National park in Chad

Zakouma National Park (حديقة زاكوما الوطنية) is a 1158 sqmi national park in southeastern Chad, straddling the border of Guéra Region and Salamat Region. Zakouma is the nation's oldest national park, declared a national park in 1963 by presidential decree, giving it the highest form of protection available under the nation's laws. It has been managed by the nonprofit conservation organization African Parks since 2010 in partnership with Chad's government.

== History ==
Zakouma is Chad's oldest national park, established by the nation's government in 1963. Its wildlife have been threatened by the ivory trade and poaching, including by Janjaweed members. In May 2007, militia forces attacked the park's headquarters for its stockpile of 1.5 tons of ivory seized from poachers over the years, and killed three rangers.

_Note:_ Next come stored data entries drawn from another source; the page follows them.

use crate::core::error::AppError;
use crate::core::extractor::BearerToken;
use crate::core::rate_limit::RateLimiter;
use crate::features::auth::IdentityService;
use crate::features::files::FileService;
use crate::shared::constants::{HEADER_REAL_IP, HEADER_X_REAL_IP};
use axum::{
    body::Body,
    extract::{ConnectInfo, Path, Request, State},
    http::{header, HeaderValue, StatusCode},
    middleware::Next,
    response::{IntoResponse, Response},
};
use base64::prelude::*;
use sha2::{Digest, Sha256};
use std::collections::HashMap;
use std::net::SocketAddr;
use std::sync::Arc;
use std::time::Duration;
use tower_http::cors::{AllowOrigin, Any, CorsLayer};
use tower_http::request_id::{MakeRequestId, RequestId};
use tower_http::set_header::SetResponseHeaderLayer;
use tracing::Span;
use uuid::Uuid;

/// Request ID generator using UUID v7 (time-ordered)
#[derive(Clone, Copy)]
pub struct MakeRequestUuid;

impl MakeRequestId for MakeRequestUuid {
    fn make_request_id<B>(&mut self, _request: &axum::http::Request<B>) -> Option<RequestId> {
        let id = Uuid::now_v7().to_string();
        HeaderValue::from_str(&id).ok().map(RequestId::new)
    }
}

/// Custom MakeSpan that includes request_id in the tracing span
#[derive(Clone, Debug)]
pub struct MakeSpanWithRequestId;

impl<B> tower_http::trace::MakeSpan<B> for MakeSpanWithRequestId {
    fn make_span(&mut self, request: &axum::http::Request<B>) -> Span {
        let request_id = request
            .headers()
            .get("x-request-id")
            .and_then(|v| v.to_str().ok())
            .unwrap_or("-");

        tracing::info_span!(
            "request",
            method = %request.method(),
            uri = %request.uri(),
            request_id = %request_id,
        )
    }
}

pub fn cors_layer(allowed_origins: Vec<String>) -> CorsLayer {
    let cors = CorsLayer::new().allow_methods(Any).allow_headers(Any);

    // If origins list contains "*", allow any origin
    if allowed_origins.iter().any(|o| o == "*") {
        cors.allow_origin(Any)
    } else {
        let origins: Vec<HeaderValue> = allowed_origins
            .iter()
            .filter_map(|o| o.parse().ok())
            .collect();
        cors.allow_origin(AllowOrigin::list(origins))
    }
}

pub fn basic_auth_middleware(
    valid_credentials: Arc<String>,
) -> impl Fn(
    Request,
    Next,
)
    -> std::pin::Pin<Box<dyn std::future::Future<Output = Result<Response, Response>> + Send>>
       + Clone {
    move |req: Request, next: Next| {
        let credentials = valid_credentials.clone();
        Box::pin(async move {
            let auth_header = req
                .headers()
                .get(header::AUTHORIZATION)
                .and_then(|header| header.to_str().ok());

            if let Some(auth_header) = auth_header {
                if let Some(encoded) = auth_header.strip_prefix("Basic ") {
                    if let Ok(decoded) = BASE64_STANDARD.decode(encoded) {
                        if let Ok(creds) = String::from_utf8(decoded) {
                            if creds == *credentials {
                                return Ok(next.run(req).await);
                            }
                        }
                    }
                }
            }

            Err((
                StatusCode::UNAUTHORIZED,
                [(header::WWW_AUTHENTICATE, "Basic realm=\"Swagger UI\"")],
                "Unauthorized",
            )
                .into_response())
        })
    }
}

/// Authorize the bearer token against the `{username}` the route addresses
///
/// The resolved identity is inserted into request extensions.
pub async fn files_auth_middleware(
    State(identity_service): State<Arc<IdentityService>>,
    Path(params): Path<HashMap<String, String>>,
    token: BearerToken,
    mut req: Request,
    next: Next,
) -> Result<Response, AppError> {
    let owner = params
        .get("username")
        .ok_or_else(|| AppError::Unauthorized("Missing username".to_string()))?;

    let identity = identity_service.authorize(token.as_deref(), owner).await?;
    tracing::debug!("Authorized {} for files of {}", identity.username(), owner);

    req.extensions_mut().insert(identity);
    Ok(next.run(req).await)
}

/// Purge expired files and expired guest accounts of the addressed owner
/// before the request is handled. Never fails the request.
pub async fn purge_middleware(
    State(purge_service): State<Arc<FileService>>,
    Path(params): Path<HashMap<String, String>>,
    req: Request,
    next: Next,
) -> Response {
    if let Some(owner) = params.get("username") {
        if purge_service.purge_anonymous_account(owner).await == 0 {
            purge_service.purge_expired(owner).await;
        }
    }

    next.run(req).await
}

/// Per-credential budget, keyed by the raw `Authorization` header
pub async fn user_rate_limit_middleware(
    State(limiter): State<Arc<RateLimiter>>,
    req: Request,
    next: Next,
) -> Result<Response, AppError> {
    let key = req
        .headers()
        .get(header::AUTHORIZATION)
        .and_then(|v| v.to_str().ok())
        .unwrap_or_default()
        .to_string();

    if !limiter.check(&key).await {
        tracing::debug!("User rate limit reached on {}", req.uri().path());
        return Err(AppError::RateLimitExceeded(format!(
            "Maximum request exceeded, maximum {} requests per second for user",
            limiter.max_requests()
        )));
    }

    Ok(next.run(req).await)
}

/// Per-address budget for guest token issuance
pub async fn guest_token_rate_limit_middleware(
    State(limiter): State<Arc<RateLimiter>>,
    req: Request,
    next: Next,
) -> Result<Response, AppError> {
    let key = client_address(&req);

    if !limiter.check(&key).await {
        tracing::warn!("Guest token rate limit reached for {}", key);
        return Err(AppError::TokenRateLimitExceeded(format!(
            "Maximum request exceeded, maximum {} requests per second for guest token",
            limiter.max_requests()
        )));
    }

    Ok(next.run(req).await)
}

/// Proxy-provided address headers first, then the peer address
fn client_address(req: &Request) -> String {
    [HEADER_REAL_IP, HEADER_X_REAL_IP]
        .iter()
        .find_map(|name| {
            req.headers()
                .get(*name)
                .and_then(|v| v.to_str().ok())
                .map(str::trim)
                .filter(|v| !v.is_empty())
                .map(str::to_string)
        })
        .or_else(|| {
            req.extensions()
                .get::<ConnectInfo<SocketAddr>>()
                .map(|ConnectInfo(addr)| addr.ip().to_string())
        })
        .unwrap_or_default()
}

/// Tag successful responses with a body-derived `ETag` and answer
/// `304 Not Modified` when `If-None-Match` already carries it
pub async fn etag_middleware(req: Request, next: Next) -> Response {
    let if_none_match = req
        .headers()
        .get(header::IF_NONE_MATCH)
        .and_then(|v| v.to_str().ok())
        .map(str::to_string);

    let response = next.run(req).await;
    if response.status() != StatusCode::OK {
        return response;
    }

    let (mut parts, body) = response.into_parts();
    let bytes = match axum::body::to_bytes(body, usize::MAX).await {
        Ok(bytes) => bytes,
        Err(e) => {
            return AppError::Internal(format!("Failed to buffer response body: {}", e))
                .into_response()
        }
    };

    let etag = body_etag(&bytes);
    if let Ok(value) = HeaderValue::from_str(&etag) {
        parts.headers.insert(header::ETAG, value);
    }

    if if_none_match.is_some_and(|tags| etag_matches(&tags, &etag)) {
        parts.status = StatusCode::NOT_MODIFIED;
        parts.headers.remove(header::CONTENT_LENGTH);
        parts.headers.remove(header::CONTENT_TYPE);
        return Response::from_parts(parts, Body::empty());
    }

    Response::from_parts(parts, Body::from(bytes))
}

/// `"<length>-<first 8 bytes of sha256, hex>"`
fn body_etag(body: &[u8]) -> String {
    let digest = Sha256::digest(body);
    format!("\"{}-{}\"", body.len(), hex::encode(&digest[..8]))
}

/// Weak comparison over a comma-separated `If-None-Match` list
fn etag_matches(if_none_match: &str, etag: &str) -> bool {
    let strip = |tag: &str| tag.trim().trim_start_matches("W/").to_string();
    let etag = strip(etag);
    if_none_match
        .split(',')
        .any(|tag| tag.trim() == "*" || strip(tag) == etag)
}

/// `Cache-Control: public, max-age=<secs>` on successful responses
pub fn public_cache_layer(
    max_age: Duration,
) -> SetResponseHeaderLayer<impl Fn(&Response) -> Option<HeaderValue> + Clone> {
    let value = HeaderValue::from_str(&format!("public, max-age={}", max_age.as_secs())).ok();
    SetResponseHeaderLayer::if_not_present(header::CACHE_CONTROL, move |res: &Response| {
        if res.status().is_success() {
            value.clone()
        } else {
            None
        }
    })
}

pub async fn not_found_fallback() -> AppError {
    AppError::ResourceNotFound("Resource not found".to_string())
}

pub async fn method_not_allowed_fallback() -> AppError {
    AppError::MethodNotAllowed("Method not allowed".to_string())
}

#[cfg(test)]
mod tests {
    use super::*;

    #[test]
    fn test_body_etag_is_stable_and_content_sensitive() {
        let first = body_etag(b"[]");
        assert_eq!(first, body_etag(b"[]"));
        assert_ne!(first, body_etag(b"[1]"));
        assert!(first.starts_with("\"2-"));
        assert!(first.ends_with('"'));
    }

    #[test]
    fn test_etag_matches_lists_and_weak_tags() {
        let etag = body_etag(b"hello");
        assert!(etag_matches(&etag, &etag));
        assert!(etag_matches(&format!("\"other\", W/{}", etag), &etag));
        assert!(etag_matches("*", &etag));
        assert!(!etag_matches("\"other\"", &etag));
    }

    #[test]
    fn test_client_address_prefers_proxy_headers() {
        let req = axum::http::Request::builder()
            .header(HEADER_X_REAL_IP, "10.0.0.2")
            .header(HEADER_REAL_IP, "10.0.0.1")
            .body(Body::empty())
            .unwrap();
        assert_eq!(client_address(&req), "10.0.0.1");

        let mut req = axum::http::Request::builder().body(Body::empty()).unwrap();
        req.extensions_mut()
            .insert(ConnectInfo(SocketAddr::from(([192, 168, 1, 7], 4000))));
        assert_eq!(client_address(&req), "192.168.1.7");

        let req = axum::http::Request::builder().body(Body::empty()).unwrap();
        assert_eq!(client_address(&req), "");
    }
}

The Chadian government began working with African Parks in 2010 to help manage and protect the park and its wildlife, especially elephants. The park's anti-poaching strategy includes equipping approximately 60 rangers with GPS tracking units and radios to improve communications, mobility, and safety, as well as improving mobility through the use of horses and other vehicles. The European Union pledged €6.9m in 2011 to help protect the park for five years.

Elephant protection efforts expanded outside the park's boundaries in 2012, and an airstrip was constructed in Heban to make monitoring of the migrating animals easier. In August, Heban rangers destroyed a camp belonging to members of the Sudanese army after four elephants were killed. Three weeks later, the poachers attacked the Zakouma outpost at Heban and shot and killed multiple guards. Following the attack, additional bases were built, a second aircraft was purchased, and a rapid response team called the "Mambas" (after the snake of the same name) was formed to enhance security. 23 guards were killed protecting Zakouma since 1998, including seven in 2007, four between 2008 and 2010, and six in 2012.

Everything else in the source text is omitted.